%%

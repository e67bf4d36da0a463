//! Activation contract and shared dispatch for AEGIS alternative input.
//!
//! This crate is the contract layer between the modality front-ends
//! (`aegis_input`) and the host application. It defines:
//!
//! 1. **Geometry** - `Vec2`/`Vec3`/`Rect` primitives
//! 2. **Activations** - the discrete actions front-ends request
//! 3. **The surface** - the `UiSurface` trait the host document hides
//!    behind; the core reads and hit-tests, only the dispatcher mutates
//! 4. **Dispatch** - the single shared `ActionDispatcher` sink with
//!    same-tick arbitration and the highlight delay
//! 5. **Feedback** - uniform fire-and-forget fan-out to
//!    visual/audio/haptic/speech sinks
//! 6. **Time** - `Clock` and `Scheduler`, so every timed path can be
//!    driven with virtual time in tests
//!
//! # Architecture
//!
//! ```text
//! Gaze   ─┐
//! Head   ─┼──► Activation ──► ActionDispatcher ──► UiSurface (host doc)
//! Switch ─┤                        │
//! Voice  ─┘                        ▼
//!                             FeedbackHub ──► visual / audio / haptic / speech
//! ```
//!
//! Everything is single-threaded and tick-driven: the host pushes raw
//! samples into the front-ends and calls `tick(now_ms)` from its frame
//! loop. No locks, no async runtime.

mod activation;
mod dispatch;
mod feedback;
mod sched;
mod surface;
mod types;

pub use activation::{Activation, CommandAction, InputSource, NavKey, SwitchActionKind};
pub use dispatch::{ActionDispatcher, CommandHandler, DispatchConfig, DispatchOutcome};
pub use feedback::{Feedback, FeedbackHub, FeedbackSink, NavDirection, SpeechSink};
pub use sched::{Clock, ManualClock, Scheduler, SystemClock, Token};
pub use surface::{
    ElementFlags, ElementId, ElementKind, GameHook, SurfaceError, UiElement, UiSurface,
};
pub use types::{Axis, Rect, Vec2, Vec3};
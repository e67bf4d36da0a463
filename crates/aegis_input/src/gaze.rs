//! Gaze dwell detection and blink debouncing.
//!
//! Per smoothed sample the detector filters its rolling history down to
//! entries that are both recent (within `dwell_time_ms`) and near the
//! current point (per-axis box test). Ten or more qualifying samples whose
//! span reaches the dwell time fire an activation at the current point;
//! fewer than ten means the gaze left the region and no progress is shown.

use crate::config::GazeConfig;
use crate::smoothing::{PointSmoother, SmoothingParams};
use crate::{DWELL_SAMPLE_THRESHOLD, GAZE_HISTORY_LIMIT};
use aegis_core::{Activation, Feedback, FeedbackHub, Vec2};
use serde::{Deserialize, Serialize};
use std::collections::VecDeque;
use tracing::debug;

/// One smoothed gaze observation.
#[derive(Debug, Clone, Copy, PartialEq, Serialize, Deserialize)]
pub struct GazeSample {
    pub pos: Vec2,
    pub timestamp_ms: u64,
}

/// Session counters for the gaze front-end.
#[derive(Debug, Clone, Copy, Default, PartialEq, Eq, Serialize, Deserialize)]
pub struct GazeStats {
    pub gaze_events: u64,
    pub dwell_activations: u64,
    pub blink_events: u64,
    pub double_blinks: u64,
}

/// Dwell + blink state machine over a smoothed gaze stream.
#[derive(Debug)]
pub struct GazeDwellDetector {
    config: GazeConfig,
    smoother: PointSmoother,
    history: VecDeque<GazeSample>,
    current: Option<Vec2>,
    /// Progress of the dwell in flight, if any.
    progress: Option<f32>,
    last_blink_ms: Option<u64>,
    accepted_blinks: u64,
    stats: GazeStats,
}

impl GazeDwellDetector {
    pub fn new(config: GazeConfig) -> Self {
        let smoother = PointSmoother::new(SmoothingParams::factor_only(config.smoothing_factor));
        Self {
            config,
            smoother,
            history: VecDeque::with_capacity(GAZE_HISTORY_LIMIT),
            current: None,
            progress: None,
            last_blink_ms: None,
            accepted_blinks: 0,
            stats: GazeStats::default(),
        }
    }

    pub fn config(&self) -> &GazeConfig {
        &self.config
    }

    /// Replace the configuration. Smoothing state is reset so the new
    /// factor applies cleanly; the dwell history is kept.
    pub fn set_config(&mut self, config: GazeConfig) {
        self.smoother = PointSmoother::new(SmoothingParams::factor_only(config.smoothing_factor));
        self.config = config;
    }

    /// Latest smoothed gaze point.
    pub fn current_gaze(&self) -> Option<Vec2> {
        self.current
    }

    /// Dwell progress in [0, 1), or `None` when no dwell is accumulating
    /// (the progress indicator should be hidden).
    pub fn progress(&self) -> Option<f32> {
        self.progress
    }

    pub fn stats(&self) -> GazeStats {
        self.stats
    }

    pub fn history_len(&self) -> usize {
        self.history.len()
    }

    /// Drop all dwell state (e.g. on scene change).
    pub fn clear(&mut self) {
        self.history.clear();
        self.progress = None;
        self.smoother.reset();
    }

    /// Process one raw gaze sample.
    ///
    /// Returns the activation to dispatch when a dwell completes.
    pub fn on_sample(
        &mut self,
        raw: Vec2,
        blink: bool,
        now_ms: u64,
        hub: &mut FeedbackHub,
    ) -> Option<Activation> {
        if !self.config.enabled {
            return None;
        }

        self.stats.gaze_events += 1;

        let pos = self.smoother.update(raw);
        self.current = Some(pos);

        self.history.push_back(GazeSample {
            pos,
            timestamp_ms: now_ms,
        });
        while self.history.len() > GAZE_HISTORY_LIMIT {
            self.history.pop_front();
        }

        if blink {
            self.on_blink(now_ms, hub);
        }

        self.detect_dwell(pos, now_ms, hub)
    }

    fn detect_dwell(&mut self, pos: Vec2, now_ms: u64, hub: &mut FeedbackHub) -> Option<Activation> {
        let tolerance = self.config.gaze_tolerance;
        let dwell_time = self.config.dwell_time_ms;

        // Recent samples near the current point, per-axis box test. A
        // sample exactly dwell_time old still counts, so a fixation
        // spanning exactly the dwell time fires.
        let earliest = self
            .history
            .iter()
            .filter(|s| now_ms.saturating_sub(s.timestamp_ms) <= dwell_time)
            .filter(|s| {
                (s.pos.x - pos.x).abs() < tolerance && (s.pos.y - pos.y).abs() < tolerance
            })
            .fold((0usize, u64::MAX), |(count, min_ts), s| {
                (count + 1, min_ts.min(s.timestamp_ms))
            });
        let (qualifying, earliest_ts) = earliest;

        if qualifying < DWELL_SAMPLE_THRESHOLD {
            // Gaze left the region; hide the indicator.
            self.progress = None;
            return None;
        }

        let elapsed = now_ms.saturating_sub(earliest_ts);
        if elapsed >= dwell_time {
            self.stats.dwell_activations += 1;
            self.progress = None;
            // Consume the dwell so it cannot re-fire from the same samples.
            self.history.clear();

            debug!(x = pos.x, y = pos.y, "dwell complete");
            hub.broadcast(&Feedback::DwellActivated { pos });
            Some(Activation::Point { pos })
        } else {
            let progress = elapsed as f32 / dwell_time as f32;
            self.progress = Some(progress);
            hub.broadcast(&Feedback::DwellProgress { pos, progress });
            None
        }
    }

    fn on_blink(&mut self, now_ms: u64, hub: &mut FeedbackHub) {
        if !self.config.blink_detection {
            return;
        }

        let since_last = self
            .last_blink_ms
            .map(|t| now_ms.saturating_sub(t))
            .unwrap_or(u64::MAX);
        if since_last <= self.config.blink_threshold_ms {
            return;
        }

        self.last_blink_ms = Some(now_ms);
        self.accepted_blinks += 1;
        self.stats.blink_events += 1;
        hub.broadcast(&Feedback::BlinkDetected);

        if self.accepted_blinks % 2 == 0 {
            self.stats.double_blinks += 1;
            debug!("double blink");
            hub.broadcast(&Feedback::DoubleBlink);
        }
    }
}
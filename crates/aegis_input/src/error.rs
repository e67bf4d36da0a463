//! Error types for front-end initialization.
//!
//! Only initialization returns errors to the host; everything after that
//! is feedback plus logging, and the state machines stay where they are.

use aegis_core::InputSource;
use thiserror::Error;

#[derive(Debug, Error)]
pub enum InputError {
    /// The capability backing a modality (camera, microphone, switch
    /// device) was denied or is unsupported. Surfaced once; the modality
    /// stays disabled with no retries.
    #[error("{} capability unavailable", source.as_str())]
    CapabilityUnavailable { source: InputSource },

    /// A modality was used before its `initialize` succeeded.
    #[error("{} front-end not initialized", source.as_str())]
    NotInitialized { source: InputSource },
}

%%

Exercise objective:
Go through the preceding material and copy each line that has the word "tolerance".

Exercise solution:
        let tolerance = self.config.gaze_tolerance;
                (s.pos.x - pos.x).abs() < tolerance && (s.pos.y - pos.y).abs() < tolerance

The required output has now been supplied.